Combining Unit Tests for Data Race Detection

Abstract

Multithreaded programs are subject to data races. Data race detectors find such defects by static or dynamic inspection of the program. Current race detectors suffer from high numbers of false positives, slowdown, and false negatives. Because of these disadvantages, recent approaches reduce the false positive rate and the runtime overhead by applying race detection only on a subset of the whole program. To achieve this, they make use of parallel test cases, but this has other disadvantages: Parallel test cases have to be engineered manually, cover code regions that are affected by data races, and execute with input data that provoke the data races. This paper introduces an approach that does not need additional parallel use cases to be engineered. Instead, we take conventional unit tests as input and automatically generate parallel test cases, execution contexts and input data. As can be observed, most real-world software projects nowadays have high test coverages, so a large information base as input for our approach is already available. We analyze and reuse input data, initialization code, and mock objects that conventional unit tests already contain.
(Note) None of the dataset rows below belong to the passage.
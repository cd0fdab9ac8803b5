//! # DreamsEcho Architecture
//!
//! DreamsEcho is a **UI-agnostic dream journal library**. Dreams are written
//! down as free text, optionally analysed for emotions and themes, optionally
//! illustrated, and browsed with aggregate statistics. The command-line client
//! in `cli/` is one client of the library, not the other way around.
//!
//! ## The Layers
//!
//! ```text
//! ┌─────────────────────────────────────────────────────────────┐
//! │  CLI Layer (cli/, wired by main.rs)                         │
//! │  - Parses arguments, renders templates, sets exit codes     │
//! │  - The ONLY place that knows about stdout/stderr            │
//! └─────────────────────────────────────────────────────────────┘
//!                              │
//!                              ▼
//! ┌─────────────────────────────────────────────────────────────┐
//! │  API Layer (api.rs)                                         │
//! │  - Owns the session, the services and the settings          │
//! │  - Thin dispatch to commands, returns Result<CmdResult>     │
//! └─────────────────────────────────────────────────────────────┘
//!                              │
//!                              ▼
//! ┌─────────────────────────────────────────────────────────────┐
//! │  Command Layer (commands/*.rs)                              │
//! │  - add, list, view, stats, config, init                     │
//! │  - Pure logic over the session and injected services        │
//! └─────────────────────────────────────────────────────────────┘
//!                     │                     │
//!                     ▼                     ▼
//! ┌───────────────────────────┐ ┌───────────────────────────────┐
//! │  Session + Store          │ │  Services                     │
//! │  - DreamSession           │ │  - DreamAnalyzer              │
//! │  - JsonFileStore /        │ │  - ImageGenerator             │
//! │    InMemoryStore          │ │  (OpenAI-compatible, offline) │
//! └───────────────────────────┘ └───────────────────────────────┘
//! ```
//!
//! ## No I/O Assumptions in Core
//!
//! From `api.rs` inward, code takes regular Rust arguments and returns
//! regular Rust types. It never prints and never exits. Diagnostics go
//! through `tracing`; whether and where they are written is up to the client.
//!
//! ## Enrichment Is Best-Effort
//!
//! A dream is always saved if its text is valid and the journal can be
//! written. Analysis and illustration failures are reported as messages on
//! the [`commands::CmdResult`] and leave the corresponding field empty.
//!
//! ## Testing Strategy
//!
//! 1. **Commands**: most tests live here, against `InMemoryStore` and the
//!    stub services in `test_utils`.
//! 2. **Store / session**: filesystem round-trips with `tempfile`.
//! 3. **CLI**: rendering tests in `cli/render.rs`, end-to-end runs of the
//!    binary in `tests/`.
//!
//! ## Module Overview
//!
//! - [`api`]: The API facade, entry point for all operations
//! - [`commands`]: Logic for each command
//! - [`session`]: The in-memory collection and its id assignment
//! - [`store`]: Storage abstraction and implementations
//! - [`services`]: Analyzer and image generator traits and providers
//! - [`model`]: Core data types (`DreamRecord`, `Analysis`, `DreamDraft`)
//! - [`config`]: Configuration, paths and process settings
//! - [`error`]: Error types
//! - `cli`: Argument parsing and templated rendering for the binary (not part of the lib API)

pub mod api;
pub mod commands;
pub mod config;
pub mod error;
pub mod model;
pub mod services;
pub mod session;
pub mod store;

#[cfg(any(test, feature = "test_utils"))]
pub mod test_utils;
With this information, no further oracles are necessary for generating parallel test cases. Instead, we reuse the knowledge that is already implicitly available in conventional unit tests. We implemented our parallel test case generation strategy in a tool called Test Merge. To evaluate these test cases we used them as input for the dynamic race detector CHESS that evokes all possible thread interleavings for a given program. We evaluated Test Merge using six sample programs and one industrial application with a high test case coverage of over 94%. For this benchmark, Test Merge identified all previously known data races and even revealed previously unknown ones.